2)      IFRS sebagai organisasi jasa atau pelayanan
Merupakan suatu organisasi pelayanan dengan sistem keterampilan, kompetensi dan fasilitas yang terorganisir sehingga memberikan kepuasan kepada konsumen. Pada proses pelayanan, IFRS berinteraksi langsung dengan konsumen pada titik temu seluruh kegiatan pelayanan kefarmasian tersebut.
3)      IFRS sebagai organisasi pengembangan
IFRS wajib mengikuti dan menetapkan perkembangan dalam pelayanan di rumah sakit agar selalu sepadan dengan kemajuan pelayanan medis dan keperawatan. Sebagai organisasi perkembangan, IFRS juga harus aktif dalam edukasi tentang obat bagi profesional kesehatan agar mereka dapat menyempurnakan penulisan serta penggunaan obat yang tepat, aman dan rasional.



2.    Tugas dan Fungsi
Tugas Pokok Instalasi Farmasi Rumah Sakit (IFRS) berdasarkan Keputusan Menteri Kesehatan Republik Indonesia Nomor 1197/MENKES/SK/X/2004, meliputi :
a.    Melangsungkan pelayanan farmasi yang optimal
b.    Menyelenggarakan kegiatan pelayanan farmasi profesional berdasarkan prosedur kefarmasian dan etik profesi
c.    Melaksanakan Komunikasi, Informasi dan Edukasi (KIE)
d.   Memberi pelayanan bermutu melalui analisa dan evaluasi untuk meningkatkan mutu pelayanan farmasi
e.    Melakukan pengawasan berdasarkan aturan-aturan yang berlaku
f.     Menyelenggarakan pendidikan dan pelatihan di bidang farmasi
g.    Mengadakan penelitian dan pengembangan di bidang farmasi
h.    Memfasilitasi dan mendorong tersusunnya standar pengobatan dan formularium rumah sakit.

Fungsi Instalasi Farmasi Rumah Sakit berdasarkan Keputusan Menteri Kesehatan Republik Indonesia Nomor 1197/MENKES/SK/X/2004 ada dua, yaitu :
a.    Pengelolaan Perbekalan Farmasi
Pengelolaan Perbekalan Farmasi merupakan suatu siklus kegiatan, dimulai dari pemilihan, perencanaan, pengadaan, penerimaan, penyimpanan, pendistribusian, pengendalian, penghapusan, administrasi dan pelaporan serta evaluasi yang diperlukan bagi kegiatan pelayanan.

Pengelolaan perbekalan farmasi ini bertujuan untuk :
1)      Mengelola perbekalan farmasi yang efektif dan efesien.
2)      Menerapkan farmako ekonomi dalam pelayanan.
3)      Meningkatkan kompetensi/kemampuan tenaga farmasi.
4)      Mewujudkan Sistem Informasi Manajemen berdaya guna dan tepat guna.
5)      Melaksanakan pengendalian mutu pelayanan.
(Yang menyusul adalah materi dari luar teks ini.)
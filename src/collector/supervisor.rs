use std::sync::Arc;

use futures_util::future::join_all;
use log::{debug, error, info};
use tokio::task::JoinHandle;

use super::aggregator::{AggregationMode, Aggregator};
use super::barrier::RoundBarrier;
use super::cancel::CancelContext;
use super::worker::{PollingWorker, WorkerOptions, WorkerReport};
use crate::{
    error::{CollectorError, Result},
    presenter::Presenter,
    sources::DataSource,
};

/// Owns the worker tasks of one run.
///
/// Spawns one task per asset, forwards shutdown requests through the
/// shared `CancelContext` and joins every task before handing back
/// control. A worker that panics is logged and left out of the reports;
/// it never takes the run down.
pub struct Supervisor {
    cancel: CancelContext,
    handles: Vec<JoinHandle<WorkerReport>>,
}

/// Checks the pairing of asset names and sources before anything starts.
fn check_counts(assets: &[String], sources: &[Arc<dyn DataSource>]) -> Result<()> {
    if assets.len() != sources.len() {
        return Err(CollectorError::CountMismatch {
            names: assets.len(),
            sources: sources.len(),
        });
    }
    if assets.is_empty() {
        return Err(CollectorError::Configuration("no assets to poll".to_string()));
    }
    Ok(())
}

impl Supervisor {
    pub fn new(cancel: CancelContext) -> Self {
        Self {
            cancel,
            handles: Vec::new(),
        }
    }

    pub fn worker_count(&self) -> usize {
        self.handles.len()
    }

    fn workers(
        &self,
        assets: &[String],
        sources: &[Arc<dyn DataSource>],
        options: &Arc<WorkerOptions>,
    ) -> Vec<PollingWorker> {
        assets
            .iter()
            .zip(sources)
            .enumerate()
            .map(|(id, (asset, source))| {
                PollingWorker::new(id, asset.clone(), source.clone(), options.clone(), self.cancel.clone())
            })
            .collect()
    }

    /// Starts one streaming worker per asset.
    ///
    /// `assets[i]` is polled through `sources[i]`.
    pub fn spawn_streaming(
        &mut self,
        assets: &[String],
        sources: &[Arc<dyn DataSource>],
        options: Arc<WorkerOptions>,
        presenter: Arc<dyn Presenter>,
    ) -> Result<()> {
        check_counts(assets, sources)?;

        for worker in self.workers(assets, sources, &options) {
            let presenter = presenter.clone();
            self.handles
                .push(tokio::spawn(async move { worker.run_streaming(presenter).await }));
        }

        info!("started {} streaming workers", assets.len());
        Ok(())
    }

    /// Starts one synchronized worker per asset, publishing into `barrier`.
    ///
    /// The barrier must have exactly one slot per asset.
    pub fn spawn_synchronized(
        &mut self,
        assets: &[String],
        sources: &[Arc<dyn DataSource>],
        options: Arc<WorkerOptions>,
        barrier: Arc<RoundBarrier>,
        presenter: Arc<dyn Presenter>,
    ) -> Result<()> {
        check_counts(assets, sources)?;
        if barrier.len() != assets.len() {
            return Err(CollectorError::CountMismatch {
                names: assets.len(),
                sources: barrier.len(),
            });
        }

        for worker in self.workers(assets, sources, &options) {
            let barrier = barrier.clone();
            let presenter = presenter.clone();
            self.handles.push(tokio::spawn(async move {
                worker.run_synchronized(barrier, presenter).await
            }));
        }

        info!("started {} synchronized workers", assets.len());
        Ok(())
    }

    /// Asks every worker to stop. Returns immediately; use `join` to wait.
    pub fn shutdown(&self) {
        self.cancel.cancel();
    }

    /// Waits for every worker task to finish.
    pub async fn join(&mut self) -> Vec<WorkerReport> {
        let handles = std::mem::take(&mut self.handles);
        let mut reports = Vec::with_capacity(handles.len());

        for joined in join_all(handles).await {
            match joined {
                Ok(report) => {
                    debug!(
                        "worker {} [{}] joined: {:?}, {} rounds, {} failed",
                        report.id, report.asset, report.exit, report.rounds, report.failed_rounds
                    );
                    reports.push(report);
                }
                Err(e) => error!("worker task failed to join: {}", e),
            }
        }

        reports
    }
}

/// Streaming run: every worker emits on its own, nothing is synchronized.
///
/// Returns once every worker has joined: either the context was cancelled,
/// or no worker was left running (e.g. every asset failed to bind).
pub async fn run_streaming(
    assets: &[String],
    sources: &[Arc<dyn DataSource>],
    options: WorkerOptions,
    presenter: Arc<dyn Presenter>,
    cancel: CancelContext,
) -> Result<Vec<WorkerReport>> {
    let mut supervisor = Supervisor::new(cancel.clone());
    supervisor.spawn_streaming(assets, sources, Arc::new(options), presenter)?;
    let workers = supervisor.worker_count();

    let joined = supervisor.join();
    tokio::pin!(joined);

    tokio::select! {
        reports = &mut joined => {
            info!("all {} workers exited on their own", workers);
            return Ok(reports);
        }
        () = cancel.stopped() => info!("stopping {} workers", workers),
    }

    Ok(joined.await)
}

/// Synchronized run: workers publish into a shared barrier and the
/// aggregator, running on the calling task, presents one snapshot per
/// complete round.
///
/// Returns the number of snapshots presented, after every worker has
/// joined.
pub async fn run_synchronized(
    assets: &[String],
    sources: &[Arc<dyn DataSource>],
    options: WorkerOptions,
    presenter: Arc<dyn Presenter>,
    cancel: CancelContext,
    mode: AggregationMode,
) -> Result<u64> {
    check_counts(assets, sources)?;

    let barrier = Arc::new(RoundBarrier::new(assets.len()));
    let labels = assets
        .iter()
        .map(|asset| format!("{}/{}", asset, options.pairing))
        .collect();

    let mut supervisor = Supervisor::new(cancel.clone());
    supervisor.spawn_synchronized(assets, sources, Arc::new(options), barrier.clone(), presenter.clone())?;

    let aggregator = Aggregator::new(labels, barrier, presenter, cancel.clone(), mode);
    let presented = aggregator.run().await;

    // the aggregator is gone; nobody will drain another round
    cancel.stop_round();
    let reports = supervisor.join().await;
    info!("{} workers joined after {} snapshots", reports.len(), presented);

    Ok(presented)
}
Pengelolaan perbekalan farmasi meliputi :
1)      Pemilihan
Merupakan proses kegiatan sejak dari meninjau masalah kesehatan yang terjadi di rumah sakit, identifikasi pemilihan terapi, bentuk dan dosis, menentukan kriteria pemilihan dengan memprioritaskan obat esensial, standarisasi sampai menjaga dan memperbaharui standar obat. Penentuan seleksi obat merupakan peran aktif apoteker dalam Panitia Farmasi dan Terapi untuk menetapkan kualitas dan efektifitas, serta  jaminan purna transaksi pembelian.
(Keputusan Menteri Kesehatan Republik Indonesia Nomor 1197/MENKES/SK/X/2004)

2)      Perencanaan
Merupakan proses kegiatan dalam pemilihan jenis, jumlah dan harga perbekalan farmasi yang sesuai dengan kebutuhan dan anggaran, untuk menghindari kekosongan obat dengan menggunakan metode yang dapat dipertanggung jawabkan dan dasar-dasar perencanaan yang telah ditentukan antara lain Konsumsi, Epidemiologi, Kombinasi metode konsumsi dan epidemiologi disesuaikan dengan anggaran yang tersedia.
Pedoman Perencanaan 
a)      DOEN, Formularium Rumah Sakit, Standar Terapi Rumah Sakit, Ketentuan setempat yang berlaku.
b)      Data catatan medik 
c)      Anggaran yang tersedia
d)     Penetapan prioritas
e)      Siklus penyakit
f)       Sisa persediaan
g)      Data pemakaian periode yang lalu
h)      Rencana pengembangan
(Keputusan Menteri Kesehatan Republik Indonesia Nomor 1197/MENKES/SK/X/2004)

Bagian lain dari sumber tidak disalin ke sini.